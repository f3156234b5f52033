//! Common types and utilities for videotex.
//!
//! This crate defines the data structures shared between the decoder side
//! (anything implementing a decoder session), the texture side (anything that
//! turns decoded pixels into a GPU image) and the `vtplay` player.
//!
//! # Frames
//!
//! A decoder hands out one [`Frame`] per pull. The frame borrows the decoder's
//! pixel memory, so it is only valid until the next pull on the same session.
//!
//! # Examples
//!
//! ```
//! use common::{ChannelLayout, Frame, FrameKind, PixelDepth};
//!
//! let pixels = [0u8, 0, 255, 255]; // one red BGRA pixel
//! let frame = Frame {
//!     kind: FrameKind::Video,
//!     width: 1,
//!     height: 1,
//!     depth: PixelDepth::U8,
//!     layout: ChannelLayout::Bgra,
//!     stride: 4,
//!     data: &pixels,
//! };
//!
//! assert_eq!(frame.channels(), 4);
//! assert!(frame.has_enough_data());
//! ```

use serde::{Deserialize, Serialize};
use std::time::Duration;
use thiserror::Error;

/// Failure to open a stream for playback.
///
/// Returned synchronously from `play()`; the player stays idle.
#[derive(Error, Debug)]
pub enum OpenError {
    #[error("IO error while reading video stream: {0}")]
    Io(#[from] std::io::Error),

    #[error("Decoder initialization failed: {0}")]
    Init(String),

    #[error("Failed to build decode pipeline: {0}")]
    Pipeline(String),

    #[error("Stream is not a playable video: {0}")]
    Unsupported(String),

    #[error("Timed out after {0:?} waiting for the stream to open")]
    Timeout(Duration),
}

/// Failure while pulling a frame from an open session.
///
/// Fatal for the current playback only; never surfaced from a tick.
#[derive(Error, Debug)]
pub enum DecodeError {
    #[error("Decoder error: {0}")]
    Decoder(String),

    #[error("Timed out after {0:?} waiting for a decoded frame")]
    Timeout(Duration),

    #[error("Malformed frame: {0}")]
    Malformed(String),
}

/// Failure while tearing a session down. Logged, never propagated.
#[derive(Error, Debug)]
#[error("Failed to close decoder session: {0}")]
pub struct CloseError(pub String);

/// Kind of a frame handed out by a decoder.
///
/// Only video frames are displayed; anything else is ignored by the player.
#[derive(Debug, Clone, Copy, PartialEq, Eq, Serialize, Deserialize)]
pub enum FrameKind {
    Video,
    Audio,
}

/// Numeric type of one channel sample in a decoded image.
#[derive(Debug, Clone, Copy, PartialEq, Eq, Hash, Serialize, Deserialize)]
pub enum PixelDepth {
    I8,
    U8,
    I16,
    U16,
    I32,
    F32,
    F64,
}

impl PixelDepth {
    /// Size of one channel sample in bytes
    pub fn bytes(self) -> usize {
        match self {
            Self::I8 | Self::U8 => 1,
            Self::I16 | Self::U16 => 2,
            Self::I32 | Self::F32 => 4,
            Self::F64 => 8,
        }
    }

    pub fn name(self) -> &'static str {
        match self {
            Self::I8 => "i8",
            Self::U8 => "u8",
            Self::I16 => "i16",
            Self::U16 => "u16",
            Self::I32 => "i32",
            Self::F32 => "f32",
            Self::F64 => "f64",
        }
    }
}

/// Channel order of a decoded image.
#[derive(Debug, Clone, Copy, PartialEq, Eq, Hash, Serialize, Deserialize)]
pub enum ChannelLayout {
    /// Blue, green, red
    Bgr,
    /// Blue, green, red, alpha
    Bgra,
}

impl ChannelLayout {
    pub fn channels(self) -> usize {
        match self {
            Self::Bgr => 3,
            Self::Bgra => 4,
        }
    }
}

/// One decoded frame, borrowed from the decoder that produced it.
#[derive(Debug, Clone, Copy)]
pub struct Frame<'a> {
    pub kind: FrameKind,
    pub width: u32,
    pub height: u32,
    pub depth: PixelDepth,
    pub layout: ChannelLayout,
    /// Distance between the starts of two consecutive rows, in bytes
    pub stride: usize,
    pub data: &'a [u8],
}

impl Frame<'_> {
    pub fn is_video(&self) -> bool {
        self.kind == FrameKind::Video
    }

    pub fn channels(&self) -> usize {
        self.layout.channels()
    }

    pub fn bytes_per_pixel(&self) -> usize {
        self.layout.channels() * self.depth.bytes()
    }

    /// Bytes of actual pixel data in one row (excluding stride padding)
    pub fn row_bytes(&self) -> usize {
        self.width as usize * self.bytes_per_pixel()
    }

    /// Minimum buffer size that covers every row
    pub fn required_len(&self) -> usize {
        match self.height as usize {
            0 => 0,
            rows => self.stride * (rows - 1) + self.row_bytes(),
        }
    }

    /// Whether the stride and buffer are large enough for the declared size
    pub fn has_enough_data(&self) -> bool {
        self.stride >= self.row_bytes() && self.data.len() >= self.required_len()
    }
}

/// Lifecycle of a video texture's playback.
#[derive(Debug, Clone, Copy, PartialEq, Eq, Serialize, Deserialize)]
pub enum PlaybackState {
    /// No open session
    Idle,
    /// Session open and producing frames
    Playing,
    /// Session reached end of stream, kept open until the next stop or play
    Finished,
}

impl PlaybackState {
    pub fn name(&self) -> &'static str {
        match self {
            Self::Idle => "idle",
            Self::Playing => "playing",
            Self::Finished => "finished",
        }
    }
}

/// Snapshot of a video texture's state and counters.
#[derive(Debug, Clone, Serialize, Deserialize)]
pub struct PlaybackReport {
    pub state: PlaybackState,
    pub texture_handle: u32,
    pub width: u32,
    pub height: u32,
    pub effective_fps: f64,
    pub frame_index: u64,
    pub frames_displayed: u64,
    pub frames_dropped: u64,
    pub frames_skipped: u64,
    pub frames_ignored: u64,
    /// Video frames the texture sink refused to upload
    pub frames_rejected: u64,
    pub texture_reallocations: u64,
    /// Percentage of consumed frames that were dropped to keep up
    pub drop_rate: f64,
}

#[cfg(test)]
mod tests {
    use super::*;

    fn frame(data: &[u8], width: u32, height: u32, stride: usize) -> Frame<'_> {
        Frame {
            kind: FrameKind::Video,
            width,
            height,
            depth: PixelDepth::U8,
            layout: ChannelLayout::Bgr,
            stride,
            data,
        }
    }

    #[test]
    fn test_pixel_depth_sizes() {
        assert_eq!(PixelDepth::I8.bytes(), 1);
        assert_eq!(PixelDepth::U8.bytes(), 1);
        assert_eq!(PixelDepth::I16.bytes(), 2);
        assert_eq!(PixelDepth::U16.bytes(), 2);
        assert_eq!(PixelDepth::I32.bytes(), 4);
        assert_eq!(PixelDepth::F32.bytes(), 4);
        assert_eq!(PixelDepth::F64.bytes(), 8);
    }

    #[test]
    fn test_frame_padded_rows() {
        // 2x2 BGR with 8 byte stride (2 bytes of padding per row)
        let data = [0u8; 14];
        let f = frame(&data, 2, 2, 8);
        assert_eq!(f.row_bytes(), 6);
        assert_eq!(f.required_len(), 14);
        assert!(f.has_enough_data());
    }

    #[test]
    fn test_frame_short_buffer() {
        let data = [0u8; 13];
        assert!(!frame(&data, 2, 2, 8).has_enough_data());

        // Stride smaller than a row of pixels
        let data = [0u8; 64];
        assert!(!frame(&data, 4, 2, 6).has_enough_data());
    }

    #[test]
    fn test_frame_wide_depth() {
        let data = [0u8; 32];
        let f = Frame {
            depth: PixelDepth::F64,
            layout: ChannelLayout::Bgra,
            ..frame(&data, 1, 1, 32)
        };
        assert_eq!(f.bytes_per_pixel(), 32);
        assert!(f.has_enough_data());
    }

    #[test]
    fn test_empty_frame_needs_no_data() {
        let f = frame(&[], 0, 0, 0);
        assert_eq!(f.required_len(), 0);
        assert!(f.has_enough_data());
    }

    #[test]
    fn test_report_serialization() {
        let report = PlaybackReport {
            state: PlaybackState::Finished,
            texture_handle: 3,
            width: 640,
            height: 360,
            effective_fps: 48.0,
            frame_index: 120,
            frames_displayed: 100,
            frames_dropped: 20,
            frames_skipped: 0,
            frames_ignored: 1,
            frames_rejected: 0,
            texture_reallocations: 1,
            drop_rate: 16.7,
        };

        let json = serde_json::to_string(&report).unwrap();
        let deserialized: PlaybackReport = serde_json::from_str(&json).unwrap();
        assert_eq!(deserialized.state, PlaybackState::Finished);
        assert_eq!(deserialized.texture_handle, 3);
        assert_eq!(deserialized.frames_dropped, 20);
    }

    #[test]
    fn test_open_error_from_io() {
        let io_err = std::io::Error::new(std::io::ErrorKind::UnexpectedEof, "truncated");
        let err: OpenError = io_err.into();
        assert!(matches!(err, OpenError::Io(_)));
        assert!(err.to_string().contains("truncated"));
    }
}
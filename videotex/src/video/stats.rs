//! Video playback statistics tracking
//!
//! Counts what the pacer did with every frame it pulled:
//! - displayed (uploaded to the texture)
//! - dropped while catching up with the clock
//! - skipped through `skip()`
//! - ignored because the decoder handed out a non-video frame
//! - rejected by the texture sink

use std::time::{Duration, Instant};

/// Tracks video playback statistics
#[derive(Debug)]
pub struct VideoStats {
    /// Frames uploaded to the texture
    pub(super) frames_displayed: u64,

    /// Frames discarded by the catch-up loop
    pub(super) frames_dropped: u64,

    /// Frames discarded by explicit skips
    pub(super) frames_skipped: u64,

    /// Non-video frames pulled in place of a displayed frame
    pub(super) frames_ignored: u64,

    /// Video frames the sink could not upload
    pub(super) frames_rejected: u64,

    /// Frame rate the current session is paced at
    pub(super) effective_fps: f64,

    /// Last time stats were logged
    pub(super) last_stats_log: Instant,
}

impl Default for VideoStats {
    fn default() -> Self {
        Self::new()
    }
}

impl VideoStats {
    /// Create new statistics tracker
    pub fn new() -> Self {
        Self {
            frames_displayed: 0,
            frames_dropped: 0,
            frames_skipped: 0,
            frames_ignored: 0,
            frames_rejected: 0,
            effective_fps: 0.0,
            last_stats_log: Instant::now(),
        }
    }

    pub fn record_displayed(&mut self) {
        self.frames_displayed += 1;
    }

    pub fn record_dropped(&mut self) {
        self.frames_dropped += 1;
    }

    pub fn record_skipped(&mut self) {
        self.frames_skipped += 1;
    }

    pub fn record_ignored(&mut self) {
        self.frames_ignored += 1;
    }

    pub fn record_rejected(&mut self) {
        self.frames_rejected += 1;
    }

    pub fn set_effective_fps(&mut self, fps: f64) {
        self.effective_fps = fps;
    }

    pub fn frames_displayed(&self) -> u64 {
        self.frames_displayed
    }

    pub fn frames_dropped(&self) -> u64 {
        self.frames_dropped
    }

    pub fn frames_skipped(&self) -> u64 {
        self.frames_skipped
    }

    pub fn frames_ignored(&self) -> u64 {
        self.frames_ignored
    }

    pub fn frames_rejected(&self) -> u64 {
        self.frames_rejected
    }

    /// Get current drop rate as percentage
    pub fn drop_rate(&self) -> f64 {
        let total = self.frames_displayed + self.frames_dropped;
        if total == 0 {
            0.0
        } else {
            (self.frames_dropped as f64 / total as f64) * 100.0
        }
    }

    /// Log statistics if interval has elapsed
    pub fn maybe_log_stats(&mut self, interval: Duration) {
        if self.last_stats_log.elapsed() < interval {
            return;
        }

        log::info!(
            "Video stats ({:.2} fps): {} displayed, {} dropped, {} skipped, {} ignored, {} rejected ({:.1}% drop rate)",
            self.effective_fps,
            self.frames_displayed,
            self.frames_dropped,
            self.frames_skipped,
            self.frames_ignored,
            self.frames_rejected,
            self.drop_rate()
        );

        self.last_stats_log = Instant::now();
    }

    /// Reset statistics counters
    pub fn reset(&mut self) {
        self.frames_displayed = 0;
        self.frames_dropped = 0;
        self.frames_skipped = 0;
        self.frames_ignored = 0;
        self.frames_rejected = 0;
        self.effective_fps = 0.0;
        self.last_stats_log = Instant::now();
    }
}

#[cfg(test)]
mod tests {
    use super::*;

    #[test]
    fn test_drop_rate() {
        let mut stats = VideoStats::new();
        assert_eq!(stats.drop_rate(), 0.0);

        for _ in 0..3 {
            stats.record_displayed();
        }
        stats.record_dropped();
        assert_eq!(stats.drop_rate(), 25.0);

        // Skips and ignored frames are not counted as drops
        stats.record_skipped();
        stats.record_ignored();
        stats.record_rejected();
        assert_eq!(stats.drop_rate(), 25.0);
    }

    #[test]
    fn test_reset() {
        let mut stats = VideoStats::new();
        stats.set_effective_fps(24.0);
        stats.record_displayed();
        stats.record_dropped();
        stats.record_skipped();
        stats.record_rejected();
        stats.reset();

        assert_eq!(stats.frames_displayed(), 0);
        assert_eq!(stats.frames_dropped(), 0);
        assert_eq!(stats.frames_skipped(), 0);
        assert_eq!(stats.frames_rejected(), 0);
        assert_eq!(stats.effective_fps, 0.0);
    }

    #[test]
    fn test_maybe_log_stats_respects_interval() {
        let mut stats = VideoStats::new();
        let before = stats.last_stats_log;
        stats.maybe_log_stats(Duration::from_secs(3600));
        assert_eq!(stats.last_stats_log, before);

        stats.maybe_log_stats(Duration::ZERO);
        assert!(stats.last_stats_log >= before);
    }
}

■ Exercise
Return from the data every line that holds "enum".

■ Result of this exercise
pub enum OpenError {
pub enum DecodeError {
pub enum FrameKind {
pub enum PixelDepth {
pub enum ChannelLayout {
pub enum PlaybackState {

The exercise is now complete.